MARK UP: The Senate Finance committee held another day of hearings to mark up health care legislation. Chairman Baucus had hoped to get to payment amendments (provisions dealing with subsidies and revenue) today, but so far the committee is still stuck on coverage amendments. The committee is continuing its work as we speak. I would estimate that at this pace, they'll finish sometime after midnight on Saturday morning. This would actually be ok, because it would fit Senator Reid's timeline of bringing the bill to the floor the week of October 12th.

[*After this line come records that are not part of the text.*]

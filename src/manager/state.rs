/*
    Copyright © 2023, ParallelChain Lab
    Licensed under the Apache License, Version 2.0: http://www.apache.org/licenses/LICENSE-2.0
*/

//! Everything a node knows about its place in its tree.

use rand::Rng;

use crate::{
    caches::{GlobalCache, RegionalCache},
    config::Configuration,
    neighbors::Neighbors,
    types::{Color, Depth, NodeDescriptor},
};

/// The mutable state of a topology manager. Always accessed under the manager's state lock.
pub(crate) struct TreeState {
    pub(crate) color: Color,
    pub(crate) depth: Depth,
    /// `None` if and only if the local node is the root of its tree.
    pub(crate) father: Option<NodeDescriptor>,
    /// The depth of the father, as last reported by it.
    pub(crate) father_depth: Option<Depth>,
    pub(crate) neighbors: Neighbors,
    pub(crate) regional: RegionalCache,
    pub(crate) global: GlobalCache,
}

impl TreeState {
    /// The state of a fresh node: a colorless root with a small random depth and empty caches.
    pub(crate) fn new(configuration: &Configuration, rng: &mut impl Rng) -> Self {
        Self {
            color: Color::colorless(),
            depth: Depth::initial(rng),
            father: None,
            father_depth: None,
            neighbors: Neighbors::new(),
            regional: RegionalCache::new(configuration.upstream_max_length, configuration.max_degree),
            global: GlobalCache::new(configuration.global_cache_max_size),
        }
    }

    pub(crate) fn is_root(&self) -> bool {
        self.father.is_none()
    }

    pub(crate) fn is_father(&self, peer: &NodeDescriptor) -> bool {
        self.father.as_ref() == Some(peer)
    }

    /// The neighboring brokers other than the father.
    pub(crate) fn children(&self) -> Vec<NodeDescriptor> {
        self.neighbors.children(self.father.as_ref()).cloned().collect()
    }

    /// The upstream chain a child of the local node should know: the local node's father, then its
    /// further ancestors, at most `max_length` of them.
    pub(crate) fn chain_for_children(&self, max_length: usize) -> Vec<NodeDescriptor> {
        self.father
            .iter()
            .cloned()
            .chain(self.regional.upstream_chain())
            .take(max_length)
            .collect()
    }

    /// The farthest known ancestor, or `local` itself for a root.
    pub(crate) fn local_root(&self, local: &NodeDescriptor) -> NodeDescriptor {
        let upstream = self.regional.upstream_chain();
        upstream
            .last()
            .or(self.father.as_ref())
            .unwrap_or(local)
            .clone()
    }

    /// Move beneath a father of `color` at `father_depth`: adopt its color if it differs, then make
    /// sure the local depth is strictly greater. Returns whether the color changed and whether the
    /// depth changed.
    pub(crate) fn make_cd_greater_than(
        &mut self,
        color: &Color,
        father_depth: Depth,
        rng: &mut impl Rng,
    ) -> (bool, bool) {
        self.father_depth = Some(father_depth);
        if self.color != *color {
            self.color = color.clone();
            self.depth = Depth::beneath(father_depth, rng);
            (true, true)
        } else {
            (false, self.depth.make_greater_than(father_depth, rng))
        }
    }
}
/*
    Copyright © 2023, ParallelChain Lab
    Licensed under the Apache License, Version 2.0: http://www.apache.org/licenses/LICENSE-2.0
*/

use rand::Rng;

use crate::types::NodeDescriptor;

use super::queue::CandidateQueue;

/// Probability of drawing from the siblings when both pools of a [`RegionalCache`] are non-empty.
const SIBLING_BIAS: f64 = 0.75;

/// The candidates closest to a node in its own tree: its upstream chain (the ancestors above its
/// father, closest first) and its siblings (the other children of its father).
#[derive(Clone, Debug)]
pub(crate) struct RegionalCache {
    upstream: CandidateQueue,
    siblings: CandidateQueue,
    upstream_max: usize,
    siblings_max: usize,
}

impl RegionalCache {
    pub(crate) fn new(upstream_max: usize, siblings_max: usize) -> Self {
        Self {
            upstream: CandidateQueue::new(),
            siblings: CandidateQueue::new(),
            upstream_max,
            siblings_max,
        }
    }

    /// Replace the upstream chain with the first `upstream_max` entries of `chain`.
    pub(crate) fn set_upstream(&mut self, chain: &[NodeDescriptor]) {
        self.upstream.clear();
        // Pushed farthest first so that the closest ancestor is retrieved first.
        for ancestor in chain.iter().take(self.upstream_max).rev() {
            self.upstream.add(ancestor.clone(), self.upstream_max);
        }
    }

    /// The upstream chain, closest ancestor first.
    pub(crate) fn upstream_chain(&self) -> Vec<NodeDescriptor> {
        self.upstream.iter().rev().cloned().collect()
    }

    pub(crate) fn set_siblings(&mut self, siblings: &[NodeDescriptor]) {
        self.siblings.clear();
        for sibling in siblings {
            self.siblings.add(sibling.clone(), self.siblings_max);
        }
    }

    pub(crate) fn add_sibling(&mut self, sibling: NodeDescriptor) -> bool {
        self.siblings.add(sibling, self.siblings_max)
    }

    pub(crate) fn remove_sibling(&mut self, sibling: &NodeDescriptor) -> bool {
        self.siblings.remove(sibling)
    }

    pub(crate) fn siblings(&self) -> Vec<NodeDescriptor> {
        self.siblings.iter().cloned().collect()
    }

    pub(crate) fn contains(&self, candidate: &NodeDescriptor) -> bool {
        self.upstream.contains(candidate) || self.siblings.contains(candidate)
    }

    pub(crate) fn size(&self) -> usize {
        self.upstream.size() + self.siblings.size()
    }

    /// Every candidate in both pools, upstream chain first.
    pub(crate) fn entries(&self) -> Vec<NodeDescriptor> {
        self.upstream_chain()
            .into_iter()
            .chain(self.siblings.iter().cloned())
            .collect()
    }

    pub(crate) fn clear(&mut self) {
        self.upstream.clear();
        self.siblings.clear();
    }

    /// Take a candidate from one of the pools, favouring the siblings when both have some.
    pub(crate) fn next(&mut self, rng: &mut impl Rng) -> Option<NodeDescriptor> {
        match (self.upstream.is_empty(), self.siblings.is_empty()) {
            (false, false) => {
                if rng.gen::<f64>() < SIBLING_BIAS {
                    self.siblings.next()
                } else {
                    self.upstream.next()
                }
            }
            (false, true) => self.upstream.next(),
            (true, false) => self.siblings.next(),
            (true, true) => None,
        }
    }
}

#[cfg(test)]
mod tests {
    use super::*;

    fn nodes(count: usize) -> Vec<NodeDescriptor> {
        (0..count)
            .map(|index| NodeDescriptor::new(vec![format!("mock://{}", index)], true))
            .collect()
    }

    #[test]
    fn upstream_chain_is_truncated_and_keeps_order() {
        let chain = nodes(5);
        let mut regional = RegionalCache::new(3, 4);
        regional.set_upstream(&chain);
        assert_eq!(regional.upstream_chain(), chain[..3].to_vec());
    }

    #[test]
    fn closest_ancestor_is_retrieved_first() {
        let chain = nodes(3);
        let mut regional = RegionalCache::new(3, 4);
        regional.set_upstream(&chain);
        assert_eq!(regional.next(&mut rand::thread_rng()), Some(chain[0].clone()));
    }

    #[test]
    fn drains_both_pools() {
        let all = nodes(6);
        let mut regional = RegionalCache::new(3, 3);
        regional.set_upstream(&all[..3]);
        regional.set_siblings(&all[3..]);
        assert_eq!(regional.size(), 6);

        let mut rng = rand::thread_rng();
        let mut drawn = Vec::new();
        while let Some(candidate) = regional.next(&mut rng) {
            drawn.push(candidate);
        }
        assert_eq!(drawn.len(), 6);
        assert!(all.iter().all(|node| drawn.contains(node)));
    }

    #[test]
    fn siblings_are_favoured() {
        let all = nodes(2);
        let mut rng = rand::thread_rng();
        let mut sibling_draws = 0;
        for _ in 0..1000 {
            let mut regional = RegionalCache::new(1, 1);
            regional.set_upstream(&all[..1]);
            regional.set_siblings(&all[1..]);
            if regional.next(&mut rng) == Some(all[1].clone()) {
                sibling_draws += 1;
            }
        }
        assert!(sibling_draws > 600 && sibling_draws < 900, "{}", sibling_draws);
    }
}
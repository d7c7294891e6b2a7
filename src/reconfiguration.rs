/*
    Copyright © 2023, ParallelChain Lab
    Licensed under the Apache License, Version 2.0: http://www.apache.org/licenses/LICENSE-2.0
*/

//! The reconfiguration slot: at most one attempt to change the local node's father runs at a time.
//!
//! Both [`TopologyManager::add_neighbor`](crate::manager::TopologyManager::add_neighbor) and the
//! repair search block on [`acquire`](ReconfigurationSlot::acquire) and hold the returned
//! [`SlotGuard`] for the whole attempt. Admission reads [`is_busy`](ReconfigurationSlot::is_busy) to
//! turn requesters away while an attempt is in flight.

use std::sync::{Condvar, Mutex};

#[derive(Default)]
pub(crate) struct ReconfigurationSlot {
    busy: Mutex<bool>,
    released: Condvar,
}

impl ReconfigurationSlot {
    pub(crate) fn new() -> Self {
        Self::default()
    }

    /// Block until the slot is free, then take it. The slot is released when the guard is dropped.
    pub(crate) fn acquire(&self) -> SlotGuard<'_> {
        let mut busy = self.busy.lock().unwrap();
        while *busy {
            busy = self.released.wait(busy).unwrap();
        }
        *busy = true;
        SlotGuard { slot: self }
    }

    pub(crate) fn is_busy(&self) -> bool {
        *self.busy.lock().unwrap()
    }

    fn release(&self) {
        *self.busy.lock().unwrap() = false;
        self.released.notify_one();
    }
}

/// Proof that the holder owns the [`ReconfigurationSlot`].
pub(crate) struct SlotGuard<'a> {
    slot: &'a ReconfigurationSlot,
}

impl Drop for SlotGuard<'_> {
    fn drop(&mut self) {
        self.slot.release()
    }
}
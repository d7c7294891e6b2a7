/*
    Copyright © 2023, ParallelChain Lab
    Licensed under the Apache License, Version 2.0: http://www.apache.org/licenses/LICENSE-2.0
*/

//! Pluggable links to other brokers.
//!
//! The tree protocol never opens sockets itself. Everything it needs from the wire (opening, closing
//! and writing to links, and learning about messages and link failures) goes through the
//! [`Transport`] trait, which the library user implements on top of their own framing, queuing and
//! dead-link detection.

pub mod transport;

pub(crate) mod receiving;

pub(crate) mod sending;

pub use transport::{LinkError, SendError, TrafficClass, Transport, TransportEvent};
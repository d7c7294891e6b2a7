/*
    Copyright © 2023, ParallelChain Lab
    Licensed under the Apache License, Version 2.0: http://www.apache.org/licenses/LICENSE-2.0
*/

//! The [`Transport`] trait and the types that cross it.

use std::fmt::{self, Display, Formatter};

use crate::{messages::Message, types::NodeDescriptor};

/// The link layer that the tree protocol drives.
///
/// ## Link ownership
///
/// Links are shared: the tree protocol, the layer above it, and the transport itself may all hold the
/// same link open at once. Implementations must therefore reference-count links, so that
/// [`open_link`](Transport::open_link) on an already open link takes another reference, and
/// [`close_link`](Transport::close_link) only tears the link down once every reference is released.
///
/// ## Events
///
/// Inbound messages and link state changes are reported by [`recv`](Transport::recv), which is polled
/// from a dedicated thread. When the last reference to a link is released, or the link dies, the
/// *other* side must observe a [`TransportEvent::LinkClosed`] or [`TransportEvent::LinkDead`].
pub trait Transport: Clone + Send + 'static {
    /// The identity of the local process, as peers will see it.
    fn local_node(&self) -> NodeDescriptor;

    /// Resolve `url` and open (or take another reference to) a link to the peer it designates.
    ///
    /// If the link was already open, implementations may either return `Ok` or report
    /// [`LinkError::AlreadyLinked`] with the identity of the existing peer; in both cases a reference
    /// has been taken.
    fn open_link(&mut self, url: &str) -> Result<NodeDescriptor, LinkError>;

    /// Release one reference to the link to `peer`.
    fn close_link(&mut self, peer: &NodeDescriptor);

    /// Queue `message` on the link to `peer` without blocking. Fails if no link to `peer` is open.
    fn send(
        &mut self,
        peer: &NodeDescriptor,
        message: Message,
        class: TrafficClass,
    ) -> Result<(), SendError>;

    /// Receive the next event. Returns immediately with a `None` if no event is available now.
    fn recv(&mut self) -> Option<TransportEvent>;
}

/// Queue that a message should travel in. Transports may prioritize control traffic over gossip.
#[derive(Clone, Copy, Debug, PartialEq, Eq, Hash)]
pub enum TrafficClass {
    /// Requests, responses and tree maintenance.
    Control,
    /// Candidate gossip and hints; may be delayed or dropped under load.
    Gossip,
}

/// Something that happened on the wire.
#[derive(Clone, Debug)]
pub enum TransportEvent {
    /// `origin` sent `message` over an open link.
    Message {
        origin: NodeDescriptor,
        message: Message,
    },

    /// A peer opened a link to the local node.
    LinkOpened(NodeDescriptor),

    /// The link to this peer was closed in an orderly way.
    LinkClosed(NodeDescriptor),

    /// The link to this peer was found dead.
    LinkDead(NodeDescriptor),
}

/// The ways [`Transport::open_link`] can fail.
#[derive(Clone, Debug)]
pub enum LinkError {
    /// The URL could not be parsed or resolved to a transport.
    MalformedUrl(String),

    /// Nothing answered at the URL.
    ConnectionRefused(String),

    /// A link to the peer already exists. A reference to it has been taken nonetheless.
    AlreadyLinked(NodeDescriptor),
}

impl Display for LinkError {
    fn fmt(&self, f: &mut Formatter<'_>) -> fmt::Result {
        match self {
            LinkError::MalformedUrl(url) => write!(f, "malformed url: {}", url),
            LinkError::ConnectionRefused(url) => write!(f, "connection refused: {}", url),
            LinkError::AlreadyLinked(peer) => write!(f, "already linked to {}", peer),
        }
    }
}

impl std::error::Error for LinkError {}

/// The ways [`Transport::send`] can fail.
#[derive(Clone, Debug)]
pub enum SendError {
    NotConnected(NodeDescriptor),
}

impl Display for SendError {
    fn fmt(&self, f: &mut Formatter<'_>) -> fmt::Result {
        match self {
            SendError::NotConnected(peer) => write!(f, "not connected to {}", peer),
        }
    }
}

impl std::error::Error for SendError {}
use log::LevelFilter;
use lstree::{config::Configuration, messages::PeriodicUpdate};

mod common;

use crate::common::{
    logging::setup_logger,
    network::MockNetwork,
    node::{fast_configuration, wait_until, Node, RawPeer},
};

#[test]
fn periodic_update_spreads_candidates_test() {
    setup_logger(LevelFilter::Debug);
    let network = MockNetwork::new();
    let gossiping = Configuration {
        gossip_payload_fraction: 0.5,
        gossip_recipient_fraction: 1.0,
        ..fast_configuration()
    };
    let n = Node::start(&network, "mock://n", gossiping);
    let x = Node::start(&network, "mock://x", fast_configuration());
    let y = Node::start(&network, "mock://y", fast_configuration());

    // 1. Seed N's global cache with X and Y.
    let mut raw = RawPeer::new(&network, "mock://raw");
    let peer = raw.open(n.url());
    raw.send(
        &peer,
        PeriodicUpdate {
            candidates: vec![x.local_node(), y.local_node(), n.local_node()],
        },
    );
    raw.close(&peer);

    // 2. N never caches itself.
    wait_until("N caches X and Y", || {
        let candidates = n.global_candidates();
        candidates.contains(&x.local_node()) && candidates.contains(&y.local_node())
    });
    assert!(!n.global_candidates().contains(&n.local_node()));

    // 3. Every round N tells one of them about the other.
    wait_until("X or Y learns about the other", || {
        x.global_candidates().contains(&y.local_node())
            || y.global_candidates().contains(&x.local_node())
    });
}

Part of the reason the mark up is taking so long is that Republicans insist on proposing politically-charged amendments that are mostly irrelevant and have no chance of passing. Today, the committee spent a couple of hours on a pair of amendments offered by Senator Hatch (R-UT) and Kyl (R-AZ) that would insert language making it certain that nothing in the bill would provide government funding for abortion. The bill already contains such language (unfortunately, in my view), but these two Senators still proposed the amendment version of "do you pinky swear????" Each amendment failed 9-14 with all Democrats and Senator Snowe (R-ME) voting no.

Two other important amendments were considered. The first was a very good amendment from Senator Nelson (D-FL) that would redirect tax reductions for business into a tax deduction to seniors who have large out-of-pocket medical expenses. The amendment passed 14-9, again with the support of all Democrats and Senator Snowe. Senator Grassley (R-IA) offered an amendment to get rid of proposed fees on insurance companies. He argued that the fees will be passed on to consumers. Chairman Baucus (D-MT) said that the fees are a good way to raise revenue to help pay for the bill, and if this fee wasn't imposed, more of the cost of the bill would be absorbed by middle-class families through tax on insurance plans and the like. I agree with Baucus on this one. The amendment failed on a 10-13 party-line vote.

We'll continue our comprehensive coverage as the mark up continues.

THE SENATE: Good news! The Senate voted to approve a stop-gap spending measure that extends government funding for another month. If they had failed to act, the government would have shut down at midnight tonight. Democrats attached this continuing resolution to the conference report accompanying the Legislative Appropriations bill. Republicans harped about how it was indefensible that the first appropriation bill to go to the White House would be the one funding Congress. They also raised two points of order, because the conference report violated a couple of Senate rules (one of them is that you can't include extraneous material in conference reports. Not only did Democrats include the continuing resolution, but they also added additional money for the bankrupt Postal Service.) Therefore, the Senate had to vote not only on the bill itself, but on two motions to waive points of order (these motions require 60 votes). Each of these motions were approved 61-37. All Democrats voted yes except for Senator Feingold (WI). All Republicans voted no, save for Senators Cochran (MS) and Voinovich (OH). The bill itself passed 62-38, with Senator Snowe crossing over. Ailing Senator Byrd came back to cast these votes after being hospitalized last week. Therefore, for one of the first times this year, 100 Senators actually voted on a bill!

The conference report will be signed into law tonight by the President before he heads to Copenhagen to push for the Olympics.

THE HOUSE: A very quiet day in the House again, as members considered various suspension bills. All of these bills were approved, except one expanding water recycling programs in the Bay Area. What do they have against us?? Democrats will have to bring up this bill again under regular order. Tomorrow, the House will vote on the Energy and Water Development appropriations bill conference report.

On a special note, a friend of the blog we'll call "The Insider" wrote a speech for a Democratic member on a bill recognizing Louisville Slugger. The Insider is quite a writer. You can watch Rep. Pallone deliver the Insider-written remarks here. It should be a couple of minutes into this video.

That's it for tonight. See you tomorrow!